Sederbaum made the call Saturday from the foothills of the Cascade Mountains, about 30 miles southeast of Seattle, where he and his friend, S.J. Brooks, 32, had been mountain biking when the cougar attacked them.
Capt. Alan Myers of the state Department of Fish and Wildlife told ABC News that the pair initially fought off the mountain lion, using one of their bikes to hit it and shoo it away. But just as they let their guard down, the animal came back and attacked them again.
"As they were starting to collect themselves, collect their breath and were chatting about how incredibly crazy and scary that event was, suddenly one of these victims [Sederbaum] was pounced on and his head was latched onto by the cougar," Myers said. "He was being shaken and attacked violently by the cougar."
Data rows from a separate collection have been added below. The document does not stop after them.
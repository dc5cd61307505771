//! Render context: variables, constants and the block tree

use std::{cell::RefCell, rc::Rc};

use indexmap::IndexMap;

use crate::{
    blocks::{Blocks, RowHandle},
    error::BlockError,
    value::{Binding, Value},
};

/// Everything a render reads besides the template itself
///
/// ```rust
/// use std::{cell::RefCell, rc::Rc};
/// use talus_tpl::{Context, Value};
///
/// let counter = Rc::new(RefCell::new(Value::Int(1)));
/// let mut context = Context::new();
/// context.set("TITLE", "Home").bind("COUNTER", counter.clone());
/// *counter.borrow_mut() = Value::Int(2);
/// assert_eq!(context.get("COUNTER"), Value::Int(2));
/// ```
#[derive(Debug, Clone, Default)]
pub struct Context {
    vars: IndexMap<String, Binding>,
    constants: IndexMap<String, Value>,
    blocks: Blocks,
}

impl Context {
    pub fn new() -> Self {
        Self::default()
    }

    /// Binds a copy of `value`
    pub fn set(&mut self, name: impl Into<String>, value: impl Into<Value>) -> &mut Self {
        self.vars.insert(name.into(), Binding::Owned(value.into()));
        self
    }

    /// Binds caller-owned storage; the render reads it as it is at that time
    pub fn bind(&mut self, name: impl Into<String>, value: Rc<RefCell<Value>>) -> &mut Self {
        self.vars.insert(name.into(), Binding::Shared(value));
        self
    }

    /// Merges every entry of a map value into the variables
    pub fn extend(&mut self, values: IndexMap<String, Value>) -> &mut Self {
        self.vars
            .extend(values.into_iter().map(|(name, value)| (name, Binding::Owned(value))));
        self
    }

    /// Defines a constant printed by `{__NAME__}`
    pub fn constant(&mut self, name: impl Into<String>, value: impl Into<Value>) -> &mut Self {
        self.constants.insert(name.into(), value.into());
        self
    }

    /// Appends a row to the block at `path`
    pub fn block<K, V, I>(&mut self, path: &str, row: I) -> Result<RowHandle, BlockError>
    where
        K: Into<String>,
        V: Into<Value>,
        I: IntoIterator<Item = (K, V)>,
    {
        self.blocks.open_block(path, row)
    }

    /// Value of a variable; undefined variables are `Null`
    pub fn get(&self, name: &str) -> Value {
        self.vars.get(name).map(Binding::get).unwrap_or_default()
    }

    pub fn vars(&self) -> &IndexMap<String, Binding> {
        &self.vars
    }

    pub fn constants(&self) -> &IndexMap<String, Value> {
        &self.constants
    }

    pub fn blocks(&self) -> &Blocks {
        &self.blocks
    }

    pub fn blocks_mut(&mut self) -> &mut Blocks {
        &mut self.blocks
    }
}

#[cfg(test)]
mod tests {
    use super::*;

    #[test]
    fn undefined_variables_are_null() {
        assert_eq!(Context::new().get("MISSING"), Value::Null);
    }

    #[test]
    fn blocks_through_context() {
        let mut context = Context::new();
        context.block("items", [("N", 1)]).unwrap();
        context.block("items", [("N", 2)]).unwrap();
        assert_eq!(context.blocks().resolve("items", "N").unwrap(), Value::Int(2));
        assert!(context.block("missing.child", [("N", 1)]).is_err());
    }
}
Sederbaum told officials that the wild animal let him go when it noticed Brooks running off into the woods.
The mountain lion chased down and killed Brooks as Sederbaum desperately searched for an area where there was cellphone reception so he could call for help.
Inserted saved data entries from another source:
use std::path::PathBuf;
use std::sync::Arc;
use std::time::Duration;

use anyhow::Context as _;
use clap::{Parser, Subcommand};

use adreel::{
    FfmpegEngine, Job, JobQueue, JobStatus, PipelineConfig, PipelineContext, ProjectStore,
    TEMPLATE_HOOK_BENEFIT_CTA,
};

#[derive(Parser, Debug)]
#[command(name = "adreel", version)]
struct Cli {
    #[command(subcommand)]
    cmd: Command,
}

#[derive(Subcommand, Debug)]
enum Command {
    /// Create a project and print its id.
    Init(InitArgs),
    /// Register a source gameplay video (probes and caches its context).
    AddVideo(AssetArgs),
    /// Register a logo image.
    AddLogo(AssetArgs),
    /// Generate a draft render (requires `ffmpeg` on PATH).
    Generate(ProjectArgs),
    /// Edit the draft overlays with a natural-language instruction.
    Edit(EditArgs),
    /// Replace the draft overlays from a JSON file.
    Patch(PatchArgs),
    /// Approve (or revoke approval of) the draft for export.
    Approve(ApproveArgs),
    /// Export the approved draft.
    Export(ProjectArgs),
    /// Show the project, draft, and artifact state.
    Status(ProjectArgs),
    /// List draft versions with their diffs.
    Versions(ProjectArgs),
    /// List edit plan artifacts.
    Plans(ProjectArgs),
}

#[derive(Parser, Debug)]
struct InitArgs {
    /// Project name.
    #[arg(long)]
    name: String,

    /// Ad prompt fed to the copy generator.
    #[arg(long, default_value = "")]
    prompt: String,

    /// Overlay template id.
    #[arg(long, default_value = TEMPLATE_HOOK_BENEFIT_CTA)]
    template: String,

    /// Brand color as #RRGGBB.
    #[arg(long, default_value = "#00A86B")]
    color: String,
}

#[derive(Parser, Debug)]
struct ProjectArgs {
    project_id: String,
}

#[derive(Parser, Debug)]
struct AssetArgs {
    project_id: String,

    /// File to copy into the media root.
    file: PathBuf,
}

#[derive(Parser, Debug)]
struct EditArgs {
    project_id: String,

    /// Instruction, e.g. "make it bigger" or "change cta to \"Install Now\"".
    instruction: String,
}

#[derive(Parser, Debug)]
struct PatchArgs {
    project_id: String,

    /// JSON file holding the replacement overlay array.
    #[arg(long)]
    file: PathBuf,
}

#[derive(Parser, Debug)]
struct ApproveArgs {
    project_id: String,

    /// Revoke a previous approval instead.
    #[arg(long, default_value_t = false)]
    revoke: bool,
}

fn main() -> anyhow::Result<()> {
    tracing_subscriber::fmt::init();
    let cli = Cli::parse();

    let config = PipelineConfig::from_env();
    config.validate()?;
    let store = ProjectStore::open(&config.store_path())?;
    let ctx = Arc::new(PipelineContext {
        config,
        store: Arc::new(store),
        engine: Arc::new(FfmpegEngine),
    });

    match cli.cmd {
        Command::Init(args) => cmd_init(&ctx, args),
        Command::AddVideo(args) => cmd_add_video(&ctx, args),
        Command::AddLogo(args) => cmd_add_logo(&ctx, args),
        Command::Generate(args) => cmd_generate(ctx, args),
        Command::Edit(args) => cmd_edit(&ctx, args),
        Command::Patch(args) => cmd_patch(&ctx, args),
        Command::Approve(args) => cmd_approve(&ctx, args),
        Command::Export(args) => cmd_export(ctx, args),
        Command::Status(args) => cmd_status(&ctx, args),
        Command::Versions(args) => cmd_versions(&ctx, args),
        Command::Plans(args) => cmd_plans(&ctx, args),
    }
}

fn cmd_init(ctx: &PipelineContext, args: InitArgs) -> anyhow::Result<()> {
    let project = ctx
        .store
        .create_project(&args.name, &args.prompt, &args.template, &args.color)?;
    println!("{}", project.id);
    Ok(())
}

fn cmd_add_video(ctx: &PipelineContext, args: AssetArgs) -> anyhow::Result<()> {
    let asset = adreel::ingest_source_video(ctx, &args.project_id, &args.file)?;
    println!("added source video {} -> {}", asset.id, asset.file.display());
    Ok(())
}

fn cmd_add_logo(ctx: &PipelineContext, args: AssetArgs) -> anyhow::Result<()> {
    let asset = adreel::ingest_logo(ctx, &args.project_id, &args.file)?;
    println!("added logo {} -> {}", asset.id, asset.file.display());
    Ok(())
}

fn cmd_generate(ctx: Arc<PipelineContext>, args: ProjectArgs) -> anyhow::Result<()> {
    let job = adreel::submit_generate(&ctx, &args.project_id)?;
    let job = run_job_to_completion(ctx, job)?;
    let video = job
        .result
        .as_ref()
        .and_then(|r| r["draft_video"].as_str().map(str::to_string))
        .unwrap_or_default();
    println!("draft ready: {video}");
    Ok(())
}

fn cmd_export(ctx: Arc<PipelineContext>, args: ProjectArgs) -> anyhow::Result<()> {
    let job = adreel::submit_export(&ctx, &args.project_id)?;
    let job = run_job_to_completion(ctx, job)?;
    let file = job
        .result
        .as_ref()
        .and_then(|r| r["file"].as_str().map(str::to_string))
        .unwrap_or_default();
    println!("exported: {file}");
    Ok(())
}

/// Push one job through the worker pool and poll its row until terminal.
fn run_job_to_completion(ctx: Arc<PipelineContext>, job: Job) -> anyhow::Result<Job> {
    let store = Arc::clone(&ctx.store);
    let queue = JobQueue::start(ctx, 2)?;
    queue.submit(&job.id)?;

    let finished = loop {
        let current = store.job(&job.id)?;
        if current.is_terminal() {
            break current;
        }
        std::thread::sleep(Duration::from_millis(100));
    };
    queue.shutdown();

    if finished.status == JobStatus::Failed {
        anyhow::bail!("job {} failed: {}", finished.id, finished.error);
    }
    Ok(finished)
}

fn cmd_edit(ctx: &PipelineContext, args: EditArgs) -> anyhow::Result<()> {
    let draft = adreel::edit_draft_with_prompt(ctx, &args.project_id, &args.instruction)?;
    let video = draft.video.unwrap_or_default();
    println!("draft re-rendered: {}", video.display());
    Ok(())
}

fn cmd_patch(ctx: &PipelineContext, args: PatchArgs) -> anyhow::Result<()> {
    let raw = std::fs::read_to_string(&args.file)
        .with_context(|| format!("read overlay file '{}'", args.file.display()))?;
    let overlays: Vec<serde_json::Value> = serde_json::from_str(&raw)
        .with_context(|| format!("'{}' is not a JSON overlay array", args.file.display()))?;

    let draft = adreel::patch_draft_overlays(ctx, &args.project_id, overlays)?;
    let video = draft.video.unwrap_or_default();
    println!("draft re-rendered: {}", video.display());
    Ok(())
}

fn cmd_approve(ctx: &PipelineContext, args: ApproveArgs) -> anyhow::Result<()> {
    let draft = adreel::approve_draft(ctx, &args.project_id, !args.revoke)?;
    println!(
        "draft {} {}",
        draft.id,
        if draft.approved { "approved" } else { "unapproved" }
    );
    Ok(())
}

fn cmd_status(ctx: &PipelineContext, args: ProjectArgs) -> anyhow::Result<()> {
    let project = ctx.store.project(&args.project_id)?;
    println!(
        "project {} \"{}\" status={:?} template={}",
        project.id, project.name, project.status, project.template_id
    );

    for asset in ctx.store.assets_for(&project.id) {
        println!("  asset {:?} {}", asset.kind, asset.file.display());
    }

    match ctx.store.draft_for_project(&project.id) {
        Some(draft) => {
            let video = draft
                .video
                .as_ref()
                .map(|p| p.display().to_string())
                .unwrap_or_else(|| "-".to_string());
            println!(
                "  draft {} status={:?} approved={} video={}",
                draft.id, draft.status, draft.approved, video
            );
            if !draft.error.is_empty() {
                println!("  draft error: {}", draft.error);
            }
            let versions = ctx.store.versions(&draft.id);
            println!("  versions: {}", versions.len());
        }
        None => println!("  draft: none"),
    }

    for export in ctx.store.exports(&project.id) {
        println!("  export {} {}", export.id, export.file.display());
    }
    Ok(())
}

fn cmd_versions(ctx: &PipelineContext, args: ProjectArgs) -> anyhow::Result<()> {
    let draft = ctx
        .store
        .draft_for_project(&args.project_id)
        .with_context(|| format!("project {} has no draft", args.project_id))?;

    for version in ctx.store.versions(&draft.id) {
        let video = version
            .video
            .as_ref()
            .map(|p| p.display().to_string())
            .unwrap_or_else(|| "-".to_string());
        println!(
            "v{} source={} added={} removed={} updated={} at={} video={}",
            version.version,
            version.source,
            version.diff.added.len(),
            version.diff.removed.len(),
            version.diff.updated.len(),
            version.created_at.to_rfc3339(),
            video
        );
    }
    Ok(())
}

fn cmd_plans(ctx: &PipelineContext, args: ProjectArgs) -> anyhow::Result<()> {
    for plan in ctx.store.plans(&args.project_id) {
        println!(
            "v{} {} source={} status={:?} critical={} warnings={} at={}",
            plan.version,
            plan.plan.plan_id,
            plan.source,
            plan.status,
            plan.quality_report.critical.len(),
            plan.quality_report.warnings.len(),
            plan.created_at.to_rfc3339()
        );
    }
    Ok(())
}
At one point during the 911 call, the severely injured Sederbaum handed his phone to a passer-by who spoke to the dispatcher.
"So, is he conscious right now?" the 911 dispatcher asked.
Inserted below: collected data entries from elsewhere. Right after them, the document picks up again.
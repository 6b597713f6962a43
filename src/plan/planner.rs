//! Edit-plan assembly. A plan snapshots why the pipeline laid out a
//! timeline the way it did, alongside the context it consulted.

use serde::{Deserialize, Serialize};

use crate::plan::context::VideoContextData;
use crate::store::model::Project;
use crate::timeline::model::{Overlay, Timeline};

#[derive(Clone, Debug, PartialEq, Serialize, Deserialize)]
pub struct PlanConstraints {
    pub max_duration_seconds: u32,
    pub platform: String,
    pub safe_zone: String,
}

#[derive(Clone, Debug, PartialEq, Serialize, Deserialize)]
pub struct EditPlan {
    pub plan_id: String,
    pub objective: String,
    pub template_id: String,
    /// What triggered the plan (initial_generate, prompt_edit).
    pub source: String,
    pub video_context: VideoContextData,
    pub overlays: Vec<Overlay>,
    pub constraints: PlanConstraints,
    pub reasoning_summary: String,
}

pub fn build_edit_plan(
    project: &Project,
    video_context: &VideoContextData,
    timeline: &Timeline,
    source: &str,
) -> EditPlan {
    let hex = uuid::Uuid::new_v4().simple().to_string();
    EditPlan {
        plan_id: format!("plan_{}", &hex[..10]),
        objective: format!(
            "Generate high-converting playable-style ad for {}",
            project.name
        ),
        template_id: project.template_id.clone(),
        source: source.to_string(),
        video_context: video_context.clone(),
        overlays: timeline.overlays.clone(),
        constraints: PlanConstraints {
            max_duration_seconds: 60,
            platform: "tiktok_reels_vertical".to_string(),
            safe_zone: "top-bottom padding retained".to_string(),
        },
        reasoning_summary:
            "Auto-selected highest confidence template layout using context windows for hook and CTA."
                .to_string(),
    }
}

#[cfg(test)]
mod tests {
    use super::*;
    use crate::creative::provider::AdCopy;
    use crate::plan::context::build_video_context;
    use crate::render::engine::MediaInfo;
    use crate::timeline::builder::build_timeline;
    use crate::timeline::model::VideoMeta;

    #[test]
    fn plan_snapshots_timeline_and_context() {
        let project = Project::new("Demo Game", "Promote", "hook_benefit_cta_v1", "#00A86B");
        let info = MediaInfo {
            duration_sec: 20.0,
            width: 1080,
            height: 1920,
            fps: 30.0,
            codec_name: Some("h264".to_string()),
            format_name: Some("mp4".to_string()),
        };
        let context = build_video_context(&project, &info);
        let copy = AdCopy {
            headline: "Go".to_string(),
            benefit: "Win".to_string(),
            cta: "Play".to_string(),
        };
        let meta = VideoMeta {
            duration_sec: 20.0,
            width: 1080,
            height: 1920,
            fps: 30,
        };
        let timeline = build_timeline(&project, None, meta, &copy, "local");

        let plan = build_edit_plan(&project, &context, &timeline, "initial_generate");

        assert!(plan.plan_id.starts_with("plan_"));
        assert_eq!(plan.plan_id.len(), 15);
        assert_eq!(plan.objective, "Generate high-converting playable-style ad for Demo Game");
        assert_eq!(plan.template_id, "hook_benefit_cta_v1");
        assert_eq!(plan.source, "initial_generate");
        assert_eq!(plan.overlays, timeline.overlays);
        assert_eq!(plan.video_context, context);
        assert_eq!(plan.constraints.max_duration_seconds, 60);
        assert_eq!(plan.constraints.platform, "tiktok_reels_vertical");
        assert_eq!(plan.constraints.safe_zone, "top-bottom padding retained");
        assert!(plan.reasoning_summary.contains("context windows"));
    }

    #[test]
    fn plan_ids_are_unique() {
        let project = Project::new("P", "", "hook_benefit_cta_v1", "#00A86B");
        let info = MediaInfo {
            duration_sec: 5.0,
            width: 0,
            height: 0,
            fps: 0.0,
            codec_name: None,
            format_name: None,
        };
        let context = build_video_context(&project, &info);
        let copy = AdCopy {
            headline: "H".to_string(),
            benefit: "B".to_string(),
            cta: "C".to_string(),
        };
        let meta = VideoMeta {
            duration_sec: 5.0,
            width: 1080,
            height: 1920,
            fps: 30,
        };
        let timeline = build_timeline(&project, None, meta, &copy, "local");
        let a = build_edit_plan(&project, &context, &timeline, "auto");
        let b = build_edit_plan(&project, &context, &timeline, "auto");
        assert_ne!(a.plan_id, b.plan_id);
    }
}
The passerby responded, "He's conscious, yeah. He's got some pretty serious lacerations on his face and head."
Sederbaum was discharged this afternoon from Harborview Medical Center in Seattle, where he was flown by medical helicopter the day of the attack, hospital spokeswoman Susan Gregg told ABC News.
Myers told ABC News that a King County sheriff's deputy was the first to arrive at the scene in the timberland about 9 miles north of North Bend. He said that when the deputy found Brooks, the mountain lion was still mauling the body.
He said the deputy fired his gun at the cougar and the animal ran off.
Hunting dogs were brought to the scene and tracked the mountain lion down, corning it in a tree just 50 yards from where first responders were tending to Brooks' body. A state Department of Fish and Wildlife officer shot the mountain lion and killed it.
The animal's carcass was taken to Washington State Universtiy's College of Veterinary Medicine where a necropsy is being performed to determine if the animal was diseased.
"What I can tell you is that they've conducted their first stage of the necropsy on the animal. They've removed the stomach and it's going to be analyzed by our state veterinarian," Myers said.
He said results of the necropsy aren't expected back for a week.
The mountain lion was a male that was 3 to 4 years old.
"I don't know about the nourishment state of it, but I do know that an initial assessment in the field from the biologist said that the animal was emaciated or appeared to be skinnier than normal," Myers said.
Myers said there are about 2,000 cougars living in the wild in Washington state, but it is "incredibly rare" for them to attack humans.
"In fact, this was only the second time that there's been a fatal attack caused by a cougar in the last 100 years in Washington state," said Myers, adding that the last time a mountain lion killed a human is the state was 1924.